§ **EXERCISE GOAL**:
Copy out each line of the listing below in which the string "format" occurs.

§ **RECORDS FOR THE TASK**:

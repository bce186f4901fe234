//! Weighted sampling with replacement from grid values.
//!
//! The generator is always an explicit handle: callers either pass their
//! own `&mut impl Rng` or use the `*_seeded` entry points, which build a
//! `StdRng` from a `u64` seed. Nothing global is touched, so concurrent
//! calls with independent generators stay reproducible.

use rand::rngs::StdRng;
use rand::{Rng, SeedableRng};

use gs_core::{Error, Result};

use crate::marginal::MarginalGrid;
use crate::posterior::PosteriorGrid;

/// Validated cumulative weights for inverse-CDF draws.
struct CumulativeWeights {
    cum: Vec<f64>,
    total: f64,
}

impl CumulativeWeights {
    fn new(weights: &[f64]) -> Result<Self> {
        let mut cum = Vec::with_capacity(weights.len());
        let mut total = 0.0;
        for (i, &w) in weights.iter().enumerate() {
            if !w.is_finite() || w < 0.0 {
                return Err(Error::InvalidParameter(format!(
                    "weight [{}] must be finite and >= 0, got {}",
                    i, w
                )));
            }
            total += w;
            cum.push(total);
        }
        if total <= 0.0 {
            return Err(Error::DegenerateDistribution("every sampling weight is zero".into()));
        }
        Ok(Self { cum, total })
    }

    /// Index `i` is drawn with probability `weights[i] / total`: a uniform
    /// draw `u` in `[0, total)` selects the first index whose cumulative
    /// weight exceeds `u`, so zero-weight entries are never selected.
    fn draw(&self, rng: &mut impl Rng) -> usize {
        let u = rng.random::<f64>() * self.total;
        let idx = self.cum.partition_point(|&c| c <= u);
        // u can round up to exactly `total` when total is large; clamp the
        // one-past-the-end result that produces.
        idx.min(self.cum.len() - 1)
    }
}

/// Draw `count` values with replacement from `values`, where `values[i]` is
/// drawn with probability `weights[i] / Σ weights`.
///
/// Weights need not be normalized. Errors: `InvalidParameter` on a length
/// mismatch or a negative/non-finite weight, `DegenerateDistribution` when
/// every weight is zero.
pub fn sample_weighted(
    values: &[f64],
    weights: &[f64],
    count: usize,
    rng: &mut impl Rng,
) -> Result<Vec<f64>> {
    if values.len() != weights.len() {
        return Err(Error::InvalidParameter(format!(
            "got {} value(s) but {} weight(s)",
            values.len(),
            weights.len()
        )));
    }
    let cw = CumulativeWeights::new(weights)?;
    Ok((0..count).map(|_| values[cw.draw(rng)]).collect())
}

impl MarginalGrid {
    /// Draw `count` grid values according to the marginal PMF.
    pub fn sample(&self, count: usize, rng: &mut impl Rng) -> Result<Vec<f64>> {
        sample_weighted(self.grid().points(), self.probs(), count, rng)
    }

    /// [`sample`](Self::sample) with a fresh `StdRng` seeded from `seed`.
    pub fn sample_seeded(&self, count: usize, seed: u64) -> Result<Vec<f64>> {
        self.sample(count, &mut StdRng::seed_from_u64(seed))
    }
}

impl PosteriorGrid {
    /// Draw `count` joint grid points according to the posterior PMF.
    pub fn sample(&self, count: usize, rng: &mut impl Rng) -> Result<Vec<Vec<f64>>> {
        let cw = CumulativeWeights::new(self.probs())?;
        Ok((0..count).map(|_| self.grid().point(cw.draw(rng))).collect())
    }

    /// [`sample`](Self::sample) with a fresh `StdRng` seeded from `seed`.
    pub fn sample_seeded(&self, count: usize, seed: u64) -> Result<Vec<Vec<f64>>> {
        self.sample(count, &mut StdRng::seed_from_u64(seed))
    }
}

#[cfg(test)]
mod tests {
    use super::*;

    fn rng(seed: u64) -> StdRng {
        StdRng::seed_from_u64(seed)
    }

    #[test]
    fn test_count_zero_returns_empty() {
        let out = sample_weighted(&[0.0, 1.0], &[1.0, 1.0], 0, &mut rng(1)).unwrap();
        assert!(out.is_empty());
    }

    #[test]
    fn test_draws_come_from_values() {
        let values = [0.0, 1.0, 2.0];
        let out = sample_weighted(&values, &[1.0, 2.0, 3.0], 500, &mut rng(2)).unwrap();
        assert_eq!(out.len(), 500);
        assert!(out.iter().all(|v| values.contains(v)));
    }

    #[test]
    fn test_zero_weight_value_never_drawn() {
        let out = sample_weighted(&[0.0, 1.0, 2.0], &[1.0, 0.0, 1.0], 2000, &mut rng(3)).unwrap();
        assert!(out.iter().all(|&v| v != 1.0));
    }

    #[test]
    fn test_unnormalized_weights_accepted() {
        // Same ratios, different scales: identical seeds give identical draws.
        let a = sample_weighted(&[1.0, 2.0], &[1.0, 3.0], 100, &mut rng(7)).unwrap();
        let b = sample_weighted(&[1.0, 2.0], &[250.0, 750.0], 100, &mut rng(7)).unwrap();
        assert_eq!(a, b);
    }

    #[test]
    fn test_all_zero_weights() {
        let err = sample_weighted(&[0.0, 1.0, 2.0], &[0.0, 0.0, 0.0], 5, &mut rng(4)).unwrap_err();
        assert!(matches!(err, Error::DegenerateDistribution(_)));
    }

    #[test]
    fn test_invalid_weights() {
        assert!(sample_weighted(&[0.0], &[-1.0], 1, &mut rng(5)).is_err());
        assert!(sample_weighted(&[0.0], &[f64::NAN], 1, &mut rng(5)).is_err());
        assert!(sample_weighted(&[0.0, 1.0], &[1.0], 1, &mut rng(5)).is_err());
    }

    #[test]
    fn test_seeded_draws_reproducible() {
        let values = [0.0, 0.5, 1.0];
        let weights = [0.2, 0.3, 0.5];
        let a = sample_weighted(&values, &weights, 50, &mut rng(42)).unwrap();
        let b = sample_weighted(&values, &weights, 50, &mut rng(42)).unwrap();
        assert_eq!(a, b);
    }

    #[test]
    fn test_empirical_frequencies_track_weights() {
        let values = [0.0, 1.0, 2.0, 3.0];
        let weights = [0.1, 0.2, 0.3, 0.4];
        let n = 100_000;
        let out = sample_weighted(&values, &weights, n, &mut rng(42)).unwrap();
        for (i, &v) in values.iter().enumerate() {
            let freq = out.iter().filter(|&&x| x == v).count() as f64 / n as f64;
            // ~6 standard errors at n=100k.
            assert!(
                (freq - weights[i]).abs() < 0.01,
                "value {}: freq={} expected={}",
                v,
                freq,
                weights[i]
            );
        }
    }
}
==
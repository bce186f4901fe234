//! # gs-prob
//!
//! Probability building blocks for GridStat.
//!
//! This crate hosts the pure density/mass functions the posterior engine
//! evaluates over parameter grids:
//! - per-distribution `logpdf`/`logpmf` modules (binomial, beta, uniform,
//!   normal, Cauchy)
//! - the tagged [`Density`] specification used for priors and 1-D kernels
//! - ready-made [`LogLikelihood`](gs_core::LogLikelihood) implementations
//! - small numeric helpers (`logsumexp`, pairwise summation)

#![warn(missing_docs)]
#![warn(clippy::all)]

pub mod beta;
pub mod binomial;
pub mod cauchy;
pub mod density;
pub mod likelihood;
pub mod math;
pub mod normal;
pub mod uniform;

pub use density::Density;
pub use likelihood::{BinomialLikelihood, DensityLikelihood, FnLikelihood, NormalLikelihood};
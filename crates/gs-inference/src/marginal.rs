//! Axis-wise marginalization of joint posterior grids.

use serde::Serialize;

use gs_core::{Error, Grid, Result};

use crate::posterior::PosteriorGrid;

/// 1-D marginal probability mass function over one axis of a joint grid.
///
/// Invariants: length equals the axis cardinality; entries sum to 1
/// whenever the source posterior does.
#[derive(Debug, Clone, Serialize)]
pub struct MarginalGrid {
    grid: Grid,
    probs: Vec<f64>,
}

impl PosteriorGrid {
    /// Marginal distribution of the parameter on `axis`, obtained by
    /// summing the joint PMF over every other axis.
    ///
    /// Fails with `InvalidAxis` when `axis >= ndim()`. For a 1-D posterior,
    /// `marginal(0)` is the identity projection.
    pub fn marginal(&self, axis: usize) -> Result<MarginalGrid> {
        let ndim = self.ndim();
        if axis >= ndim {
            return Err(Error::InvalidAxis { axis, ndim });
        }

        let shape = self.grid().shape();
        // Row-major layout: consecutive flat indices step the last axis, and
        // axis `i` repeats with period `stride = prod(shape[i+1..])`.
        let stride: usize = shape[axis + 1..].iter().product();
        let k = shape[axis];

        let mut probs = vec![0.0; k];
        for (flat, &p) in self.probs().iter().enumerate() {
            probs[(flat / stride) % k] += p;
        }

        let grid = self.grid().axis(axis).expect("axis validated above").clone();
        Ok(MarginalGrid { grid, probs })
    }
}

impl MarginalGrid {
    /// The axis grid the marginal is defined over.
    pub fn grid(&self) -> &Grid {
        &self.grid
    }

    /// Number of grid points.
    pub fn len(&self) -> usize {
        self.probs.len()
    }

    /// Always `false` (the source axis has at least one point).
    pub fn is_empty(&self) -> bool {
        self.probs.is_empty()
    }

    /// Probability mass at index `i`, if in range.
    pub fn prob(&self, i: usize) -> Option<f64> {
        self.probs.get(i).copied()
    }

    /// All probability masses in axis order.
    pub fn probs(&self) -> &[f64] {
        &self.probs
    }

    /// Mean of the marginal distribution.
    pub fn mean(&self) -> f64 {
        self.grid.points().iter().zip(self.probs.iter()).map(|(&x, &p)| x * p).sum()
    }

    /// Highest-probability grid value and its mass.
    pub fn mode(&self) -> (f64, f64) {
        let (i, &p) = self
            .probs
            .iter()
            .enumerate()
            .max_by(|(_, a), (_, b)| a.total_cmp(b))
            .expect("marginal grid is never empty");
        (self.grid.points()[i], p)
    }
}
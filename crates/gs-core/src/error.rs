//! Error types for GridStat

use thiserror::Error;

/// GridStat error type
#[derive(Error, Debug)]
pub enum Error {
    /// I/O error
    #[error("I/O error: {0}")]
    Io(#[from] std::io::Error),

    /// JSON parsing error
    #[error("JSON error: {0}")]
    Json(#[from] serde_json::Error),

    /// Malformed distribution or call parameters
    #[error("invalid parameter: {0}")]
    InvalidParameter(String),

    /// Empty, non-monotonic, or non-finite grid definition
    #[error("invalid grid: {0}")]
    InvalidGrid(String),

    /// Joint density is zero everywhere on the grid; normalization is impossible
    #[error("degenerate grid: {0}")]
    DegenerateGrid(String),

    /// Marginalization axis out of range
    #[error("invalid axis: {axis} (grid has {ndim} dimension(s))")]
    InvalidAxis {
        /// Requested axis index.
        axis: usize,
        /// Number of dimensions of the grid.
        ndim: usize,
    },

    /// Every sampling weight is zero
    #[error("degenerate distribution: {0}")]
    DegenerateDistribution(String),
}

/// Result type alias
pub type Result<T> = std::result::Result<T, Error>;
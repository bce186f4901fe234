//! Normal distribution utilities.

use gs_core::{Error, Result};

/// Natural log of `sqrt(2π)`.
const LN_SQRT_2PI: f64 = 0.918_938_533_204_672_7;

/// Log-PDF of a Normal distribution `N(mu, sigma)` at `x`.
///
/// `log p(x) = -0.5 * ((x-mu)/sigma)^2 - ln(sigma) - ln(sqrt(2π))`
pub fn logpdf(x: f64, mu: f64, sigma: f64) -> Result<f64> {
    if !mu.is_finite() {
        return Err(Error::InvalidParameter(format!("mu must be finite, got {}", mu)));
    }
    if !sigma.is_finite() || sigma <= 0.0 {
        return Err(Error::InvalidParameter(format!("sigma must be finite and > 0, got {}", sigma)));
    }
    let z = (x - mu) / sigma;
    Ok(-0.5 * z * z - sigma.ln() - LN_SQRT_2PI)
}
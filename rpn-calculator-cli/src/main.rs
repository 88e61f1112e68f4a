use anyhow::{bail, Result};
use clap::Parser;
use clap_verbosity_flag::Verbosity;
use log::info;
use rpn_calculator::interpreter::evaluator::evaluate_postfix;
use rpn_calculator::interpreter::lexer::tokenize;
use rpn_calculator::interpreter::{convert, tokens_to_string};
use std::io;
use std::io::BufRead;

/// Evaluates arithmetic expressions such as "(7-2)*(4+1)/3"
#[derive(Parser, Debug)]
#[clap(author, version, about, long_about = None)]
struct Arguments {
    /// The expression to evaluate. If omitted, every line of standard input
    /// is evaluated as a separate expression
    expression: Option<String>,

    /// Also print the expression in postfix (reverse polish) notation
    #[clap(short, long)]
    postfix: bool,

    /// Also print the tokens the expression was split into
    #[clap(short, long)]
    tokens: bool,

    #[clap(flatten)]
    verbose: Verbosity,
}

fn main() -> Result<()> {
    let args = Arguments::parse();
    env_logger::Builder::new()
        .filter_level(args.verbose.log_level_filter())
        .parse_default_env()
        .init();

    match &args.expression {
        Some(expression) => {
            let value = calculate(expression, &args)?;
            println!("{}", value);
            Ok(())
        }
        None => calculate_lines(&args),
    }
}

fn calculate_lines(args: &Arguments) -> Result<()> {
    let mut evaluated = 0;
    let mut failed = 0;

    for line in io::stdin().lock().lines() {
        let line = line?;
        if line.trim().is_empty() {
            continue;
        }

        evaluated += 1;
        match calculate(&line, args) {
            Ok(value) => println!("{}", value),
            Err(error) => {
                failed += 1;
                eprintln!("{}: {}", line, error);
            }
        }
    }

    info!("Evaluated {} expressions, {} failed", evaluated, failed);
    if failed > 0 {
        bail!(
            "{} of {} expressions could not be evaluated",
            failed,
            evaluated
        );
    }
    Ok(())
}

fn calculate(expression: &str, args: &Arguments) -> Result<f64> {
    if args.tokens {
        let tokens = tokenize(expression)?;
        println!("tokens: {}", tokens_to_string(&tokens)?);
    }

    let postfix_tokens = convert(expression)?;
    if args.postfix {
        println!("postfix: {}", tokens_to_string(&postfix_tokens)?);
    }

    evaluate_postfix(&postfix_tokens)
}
--
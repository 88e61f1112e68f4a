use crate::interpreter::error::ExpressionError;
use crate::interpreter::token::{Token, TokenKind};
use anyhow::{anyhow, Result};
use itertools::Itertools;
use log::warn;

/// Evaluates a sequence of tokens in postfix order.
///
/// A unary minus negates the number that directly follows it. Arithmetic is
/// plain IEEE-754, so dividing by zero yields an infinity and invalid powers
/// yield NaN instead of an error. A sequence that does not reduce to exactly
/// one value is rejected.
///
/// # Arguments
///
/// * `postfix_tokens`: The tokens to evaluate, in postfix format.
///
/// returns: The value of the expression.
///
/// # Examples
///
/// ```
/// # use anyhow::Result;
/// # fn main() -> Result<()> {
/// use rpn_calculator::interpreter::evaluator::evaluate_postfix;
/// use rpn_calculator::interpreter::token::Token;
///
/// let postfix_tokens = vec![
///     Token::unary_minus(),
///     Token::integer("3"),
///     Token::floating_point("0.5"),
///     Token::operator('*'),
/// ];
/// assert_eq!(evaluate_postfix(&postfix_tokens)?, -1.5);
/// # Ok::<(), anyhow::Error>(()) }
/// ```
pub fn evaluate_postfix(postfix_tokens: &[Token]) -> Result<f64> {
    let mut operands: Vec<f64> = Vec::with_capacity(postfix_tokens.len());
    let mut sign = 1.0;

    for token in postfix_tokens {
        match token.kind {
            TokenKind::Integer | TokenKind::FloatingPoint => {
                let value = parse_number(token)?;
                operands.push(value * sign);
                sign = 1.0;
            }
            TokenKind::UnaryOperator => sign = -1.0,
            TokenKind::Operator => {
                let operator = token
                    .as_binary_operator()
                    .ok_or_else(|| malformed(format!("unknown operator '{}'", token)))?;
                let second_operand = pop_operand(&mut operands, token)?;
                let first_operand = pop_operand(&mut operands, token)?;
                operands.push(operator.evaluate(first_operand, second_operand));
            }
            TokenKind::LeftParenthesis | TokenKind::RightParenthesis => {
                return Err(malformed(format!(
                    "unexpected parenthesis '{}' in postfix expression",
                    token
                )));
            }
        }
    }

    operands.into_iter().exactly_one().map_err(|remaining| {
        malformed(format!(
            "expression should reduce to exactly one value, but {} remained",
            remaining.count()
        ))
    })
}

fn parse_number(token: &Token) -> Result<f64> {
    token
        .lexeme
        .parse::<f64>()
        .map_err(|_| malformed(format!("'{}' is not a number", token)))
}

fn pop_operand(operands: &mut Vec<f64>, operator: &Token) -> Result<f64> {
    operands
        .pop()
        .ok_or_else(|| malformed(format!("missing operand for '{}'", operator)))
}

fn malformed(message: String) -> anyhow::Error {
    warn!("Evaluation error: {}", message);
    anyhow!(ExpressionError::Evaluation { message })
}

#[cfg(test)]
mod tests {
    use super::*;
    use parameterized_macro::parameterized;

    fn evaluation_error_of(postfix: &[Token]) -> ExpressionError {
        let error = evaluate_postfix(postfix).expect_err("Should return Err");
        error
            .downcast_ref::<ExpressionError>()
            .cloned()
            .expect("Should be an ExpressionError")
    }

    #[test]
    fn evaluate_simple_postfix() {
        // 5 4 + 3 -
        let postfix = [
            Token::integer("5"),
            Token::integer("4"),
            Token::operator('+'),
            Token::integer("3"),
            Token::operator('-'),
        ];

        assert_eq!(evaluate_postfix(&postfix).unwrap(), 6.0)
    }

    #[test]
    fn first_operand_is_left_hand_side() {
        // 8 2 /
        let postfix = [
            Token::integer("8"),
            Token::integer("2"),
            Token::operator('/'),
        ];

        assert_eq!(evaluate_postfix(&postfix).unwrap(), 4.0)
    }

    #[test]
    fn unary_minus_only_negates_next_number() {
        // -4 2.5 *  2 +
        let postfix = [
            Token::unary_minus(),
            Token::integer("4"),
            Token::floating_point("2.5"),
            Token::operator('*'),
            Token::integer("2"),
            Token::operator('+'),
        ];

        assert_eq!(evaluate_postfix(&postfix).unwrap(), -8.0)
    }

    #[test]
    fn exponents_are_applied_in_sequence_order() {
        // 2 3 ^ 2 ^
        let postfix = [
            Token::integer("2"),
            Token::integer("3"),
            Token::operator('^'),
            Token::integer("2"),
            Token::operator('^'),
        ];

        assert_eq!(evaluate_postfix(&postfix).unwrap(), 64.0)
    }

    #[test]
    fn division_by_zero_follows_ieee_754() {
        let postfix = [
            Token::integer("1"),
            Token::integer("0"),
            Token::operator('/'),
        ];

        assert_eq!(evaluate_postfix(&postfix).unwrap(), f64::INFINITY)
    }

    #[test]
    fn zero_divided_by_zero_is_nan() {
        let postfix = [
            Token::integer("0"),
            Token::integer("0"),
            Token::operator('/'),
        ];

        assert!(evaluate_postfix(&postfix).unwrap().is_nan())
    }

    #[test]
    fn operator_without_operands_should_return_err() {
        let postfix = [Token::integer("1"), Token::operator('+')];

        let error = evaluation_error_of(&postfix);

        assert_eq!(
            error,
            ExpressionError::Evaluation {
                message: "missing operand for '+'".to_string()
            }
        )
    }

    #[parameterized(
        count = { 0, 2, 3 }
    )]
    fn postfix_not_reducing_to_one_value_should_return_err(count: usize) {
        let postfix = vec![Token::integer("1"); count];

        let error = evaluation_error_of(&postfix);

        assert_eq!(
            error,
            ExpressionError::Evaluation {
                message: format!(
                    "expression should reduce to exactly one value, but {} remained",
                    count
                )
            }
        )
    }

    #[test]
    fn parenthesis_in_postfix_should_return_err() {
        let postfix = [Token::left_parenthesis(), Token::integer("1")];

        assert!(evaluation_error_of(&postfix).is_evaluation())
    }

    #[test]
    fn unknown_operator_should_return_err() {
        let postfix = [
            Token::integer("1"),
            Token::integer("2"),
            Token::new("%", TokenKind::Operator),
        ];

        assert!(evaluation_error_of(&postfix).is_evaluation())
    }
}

§ **ANSWER TO THE PROBLEM**:
                return Err(Error::InvalidParameter(format!(
        return Err(Error::InvalidParameter(format!(
        return Err(Error::InvalidParameter(format!("mu must be finite, got {}", mu)));
        return Err(Error::InvalidParameter(format!("sigma must be finite and > 0, got {}", sigma)));
/// * `postfix_tokens`: The tokens to evaluate, in postfix format.
                    .ok_or_else(|| malformed(format!("unknown operator '{}'", token)))?;
                return Err(malformed(format!(
        malformed(format!(
        .map_err(|_| malformed(format!("'{}' is not a number", token)))
        .ok_or_else(|| malformed(format!("missing operand for '{}'", operator)))
                message: format!(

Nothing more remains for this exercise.